An important strength of the present methodology is population-based sampling of individuals exposed to a natural disaster, which affords some control for the gene-environment correlation (the propensity of genetic factors to influence exposure to environmental conditions) that limits many genetic investigations. However, change in smoking behavior was assessed using a single item, collected 6–9 months following hurricane exposure, introducing the potential for recall bias. Further, due to the relatively low prevalence of participants who reported increased smoking post-hurricane in this sample, we had limited power to examine to examine the role of other potentially important variables. Additional research is needed to replicate and extend our findings.
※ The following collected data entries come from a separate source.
use std::fmt;
use std::sync::{Arc, RwLock, RwLockReadGuard, RwLockWriteGuard};

use log::{debug, trace};

use crate::autograd::function::{Applied, Arg, Function, Returns};
use crate::autograd::graph::{ModuleId, Node};
use crate::autograd::variable::{read_storage, Variable, VariableStorage};
use crate::device::StorageDevice;
use crate::error::GradnetError;
use crate::value::Value;

/// Bookkeeping of the most recent application of a module.
///
/// `Function::forward` receives it mutably to save values for backward;
/// `Function::backward` reads them back together with the recorded inputs.
#[derive(Debug, Default)]
pub struct Context {
    inputs: Vec<Variable>,
    // Argument index of each recorded input.
    positions: Vec<usize>,
    // Output storage only: holding the output `Variable`s would make each
    // output own its producer and the producer own the output.
    outputs: Vec<VariableStorage>,
    saved: Vec<Value>,
}

impl Context {
    /// Variables passed to the current application, in argument order.
    pub fn inputs(&self) -> &[Variable] {
        &self.inputs
    }

    pub fn num_outputs(&self) -> usize {
        self.outputs.len()
    }

    /// Argument indices that were variables, in the order of [`Context::inputs`].
    pub fn input_positions(&self) -> &[usize] {
        &self.positions
    }

    /// True when argument `index` was a variable and is part of the graph.
    pub fn is_input(&self, index: usize) -> bool {
        self.positions.contains(&index)
    }

    /// Keeps the gradients of the arguments that were recorded as inputs.
    ///
    /// `per_argument` holds one gradient per argument of the application;
    /// the result lines up with [`Context::inputs`], as `Function::backward`
    /// must return it.
    pub fn input_grads(&self, per_argument: Vec<Value>) -> Vec<Value> {
        per_argument
            .into_iter()
            .enumerate()
            .filter(|(index, _)| self.is_input(*index))
            .map(|(_, grad)| grad)
            .collect()
    }

    /// True when every recorded input variable has `train = true`.
    pub fn train(&self) -> bool {
        self.inputs.iter().all(Variable::train)
    }

    /// Stores `values` for backward, only while [`Context::train`] holds.
    pub fn save_for_backward(&mut self, values: Vec<Value>) {
        if self.train() {
            self.saved = values;
        } else {
            trace!("Context: inference mode, {} values not saved", values.len());
        }
    }

    pub fn saved(&self) -> &[Value] {
        &self.saved
    }

    /// The saved value at `index`, or an error when nothing was saved there
    /// (for instance because forward ran in inference mode).
    pub fn saved_value(&self, index: usize) -> Result<&Value, GradnetError> {
        self.saved.get(index).ok_or_else(|| {
            GradnetError::InvalidArgument(format!(
                "no saved value at index {} ({} saved); was forward run with train inputs?",
                index,
                self.saved.len()
            ))
        })
    }
}

/// A [`Function`] wrapped with the graph bookkeeping of its latest application.
///
/// Modules are always handled through `Arc`: every output of [`Module::apply`]
/// holds the module as its producer. Applying a module again replaces the
/// recorded inputs, outputs and saved values, so one module instance
/// describes one node of the graph at a time.
pub struct Module<F: Function> {
    function: F,
    context: RwLock<Context>,
    submodules: RwLock<Vec<Arc<dyn Node>>>,
}

impl<F: Function> Module<F> {
    pub fn new(function: F) -> Arc<Self> {
        Arc::new(Module {
            function,
            context: RwLock::new(Context::default()),
            submodules: RwLock::new(Vec::new()),
        })
    }

    pub fn function(&self) -> &F {
        &self.function
    }

    fn read_context(&self) -> RwLockReadGuard<'_, Context> {
        self.context.read().expect("RwLock poisoned")
    }

    fn write_context(&self) -> RwLockWriteGuard<'_, Context> {
        self.context.write().expect("RwLock poisoned")
    }

    /// Runs the function's forward on `args` and wraps its results as
    /// variables produced by this module.
    ///
    /// Variable arguments are recorded as inputs; plain values are only
    /// passed through to the function.
    ///
    /// Applying a module to a variable computed from its own earlier output
    /// records that input without its producer, so backward treats it as a
    /// leaf. The module never ends up owning itself.
    pub fn apply<I, A>(self: &Arc<Self>, args: I) -> Result<Applied, GradnetError>
    where
        I: IntoIterator<Item = A>,
        A: Into<Arg>,
    {
        // Only a module that already has outputs can sit upstream of its own arguments.
        let reapplied = self.num_outputs() > 0;
        let mut values = Vec::new();
        let mut inputs = Vec::new();
        let mut positions = Vec::new();
        for (index, arg) in args.into_iter().enumerate() {
            match arg.into() {
                Arg::Variable(variable) => {
                    values.push(variable.data());
                    positions.push(index);
                    if reapplied && variable.depends_on(self.id()) {
                        // Owning this input would own this module again.
                        trace!("{}: input {} recorded without its producer", self.function.name(), index);
                        inputs.push(variable.detached());
                    } else {
                        inputs.push(variable);
                    }
                }
                Arg::Value(value) => values.push(value),
            }
        }

        let mut ctx = self.write_context();
        ctx.inputs = inputs;
        ctx.positions = positions;
        ctx.outputs.clear();
        ctx.saved.clear();
        let returns = self.function.forward(&mut ctx, values)?;

        let train = ctx.train();
        let node: Arc<dyn Node> = self.clone();
        let wrap = |value: Value| Variable::from_output(value, train, Arc::clone(&node));
        let applied = match returns {
            Returns::Single(value) => Applied::Single(wrap(value)),
            Returns::Many(values) => Applied::Many(values.into_iter().map(wrap).collect()),
        };
        ctx.outputs = match &applied {
            Applied::Single(variable) => vec![variable.storage().clone()],
            Applied::Many(variables) => variables.iter().map(|v| v.storage().clone()).collect(),
        };

        debug!(
            "{}: applied to {} variables, {} outputs, train = {}",
            self.function.name(),
            ctx.inputs.len(),
            ctx.outputs.len(),
            train
        );
        Ok(applied)
    }

    /// [`Module::apply`] for single-output functions.
    pub fn call<I, A>(self: &Arc<Self>, args: I) -> Result<Variable, GradnetError>
    where
        I: IntoIterator<Item = A>,
        A: Into<Arg>,
    {
        self.apply(args)?.single()
    }

    /// Output variables of the most recent application.
    pub fn outputs(self: &Arc<Self>) -> Vec<Variable> {
        let node: Arc<dyn Node> = self.clone();
        self.read_context()
            .outputs
            .iter()
            .map(|storage| Variable::from_storage(storage.clone(), Arc::clone(&node)))
            .collect()
    }

    /// Snapshot of the values saved by the most recent forward.
    pub fn saved(&self) -> Vec<Value> {
        self.read_context().saved.clone()
    }

    /// Argument indices of the recorded input variables.
    pub fn input_positions(&self) -> Vec<usize> {
        self.read_context().positions.clone()
    }

    /// Registers a child module so that `to_device` reaches it.
    pub fn add_submodule(&self, module: Arc<dyn Node>) {
        self.submodules.write().expect("RwLock poisoned").push(module);
    }
}

impl<F: Function> Node for Module<F> {
    fn id(&self) -> ModuleId {
        ModuleId(self as *const Self as *const () as usize)
    }

    fn name(&self) -> &'static str {
        self.function.name()
    }

    fn inputs(&self) -> Vec<Variable> {
        self.read_context().inputs.clone()
    }

    fn num_outputs(&self) -> usize {
        self.read_context().outputs.len()
    }

    fn sibling_grads(&self) -> Option<Vec<Value>> {
        let ctx = self.read_context();
        let mut grads = Vec::with_capacity(ctx.outputs.len());
        for output in &ctx.outputs {
            let grad = read_storage(output).grad.clone();
            if grad.is_empty() {
                return None;
            }
            grads.push(grad);
        }
        Some(grads)
    }

    fn backward(&self, grad_outputs: Vec<Value>) -> Result<Vec<Value>, GradnetError> {
        let ctx = self.read_context();
        self.function.backward(&ctx, grad_outputs)
    }

    fn parameters(&self) -> Vec<Variable> {
        self.function.parameters()
    }

    fn submodules(&self) -> Vec<Arc<dyn Node>> {
        self.submodules.read().expect("RwLock poisoned").clone()
    }

    fn to_device(&self, device: StorageDevice) -> Result<(), GradnetError> {
        for parameter in self.function.parameters() {
            parameter.to_device(device)?;
        }
        {
            let mut ctx = self.write_context();
            for value in ctx.saved.iter_mut() {
                *value = value.to_device(device)?;
            }
        }
        for submodule in self.submodules() {
            submodule.to_device(device)?;
        }
        debug!("{}: moved to {:?}", self.function.name(), device);
        Ok(())
    }
}

impl<F: Function> fmt::Debug for Module<F> {
    fn fmt(&self, f: &mut fmt::Formatter<'_>) -> fmt::Result {
        let ctx = self.read_context();
        f.debug_struct("Module")
            .field("function", &self.function)
            .field("inputs", &ctx.inputs.len())
            .field("outputs", &ctx.outputs.len())
            .field("saved", &ctx.saved.len())
            .finish()
    }
}

#[cfg(test)]
#[path = "module_test.rs"]
mod tests;
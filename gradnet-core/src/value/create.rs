// src/value/create.rs

use rand::Rng;
use rand_distr::{Distribution, StandardNormal};

use crate::buffer::Buffer;
use crate::error::GradnetError;
use crate::types::DType;
use crate::value::Value;

/// Creates a CPU value of `dtype` filled with `value`.
pub fn full(shape: &[usize], value: f64, dtype: DType) -> Result<Value, GradnetError> {
    let numel = shape.iter().product();
    Value::from_buffer(Buffer::from_f64(dtype, vec![value; numel]), shape.to_vec())
}

/// Creates a CPU value filled with zeros.
pub fn zeros(shape: &[usize], dtype: DType) -> Result<Value, GradnetError> {
    full(shape, 0.0, dtype)
}

/// Creates a CPU value filled with ones.
pub fn ones(shape: &[usize], dtype: DType) -> Result<Value, GradnetError> {
    full(shape, 1.0, dtype)
}

/// Zeros with the shape, dtype and device of `value`.
pub fn zeros_like(value: &Value) -> Result<Value, GradnetError> {
    full_like(value, 0.0)
}

/// Ones with the shape, dtype and device of `value`.
pub fn ones_like(value: &Value) -> Result<Value, GradnetError> {
    full_like(value, 1.0)
}

fn full_like(value: &Value, fill: f64) -> Result<Value, GradnetError> {
    let (dtype, device) = match (value.dtype(), value.device()) {
        (Some(dtype), Some(device)) => (dtype, device),
        _ => {
            return Err(GradnetError::EmptyValue {
                operation: "full_like".to_string(),
            })
        }
    };
    full(value.shape(), fill, dtype)?.to_device(device)
}

/// Uniform samples in `[0, 1)` drawn from `rng`.
pub fn rand_with_rng<R: Rng + ?Sized>(
    rng: &mut R,
    shape: &[usize],
    dtype: DType,
) -> Result<Value, GradnetError> {
    let numel: usize = shape.iter().product();
    let data: Vec<f64> = (0..numel).map(|_| rng.gen::<f64>()).collect();
    Value::from_buffer(Buffer::from_f64(dtype, data), shape.to_vec())
}

/// Standard normal samples drawn from `rng`.
pub fn randn_with_rng<R: Rng + ?Sized>(
    rng: &mut R,
    shape: &[usize],
    dtype: DType,
) -> Result<Value, GradnetError> {
    let numel: usize = shape.iter().product();
    let data: Vec<f64> = (0..numel).map(|_| StandardNormal.sample(rng)).collect();
    Value::from_buffer(Buffer::from_f64(dtype, data), shape.to_vec())
}

// Note: rand and randn use the thread-local generator; pass an explicit rng
// through the *_with_rng variants when results must be reproducible.

pub fn rand(shape: &[usize], dtype: DType) -> Result<Value, GradnetError> {
    rand_with_rng(&mut rand::thread_rng(), shape, dtype)
}

pub fn randn(shape: &[usize], dtype: DType) -> Result<Value, GradnetError> {
    randn_with_rng(&mut rand::thread_rng(), shape, dtype)
}

#[cfg(test)]
#[path = "create_test.rs"]
mod tests;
However, our results suggest that studying a recently disaster-exposed sample is both feasible and may improve power to find gene-phenotype associations.
This research was supported by NIMH grant MH05220, NIMH and NIN research grant MH07055, and NIDA grants K24 DA15105, R01 DA12690, and R01 DA12849. Dr. Amstadter is supported by NIMH grant 18869. Dr. Koenen is supported by NIMH grants K08-MH070627 and MH078928.
The authors declare no conflicting financial or other competing interests.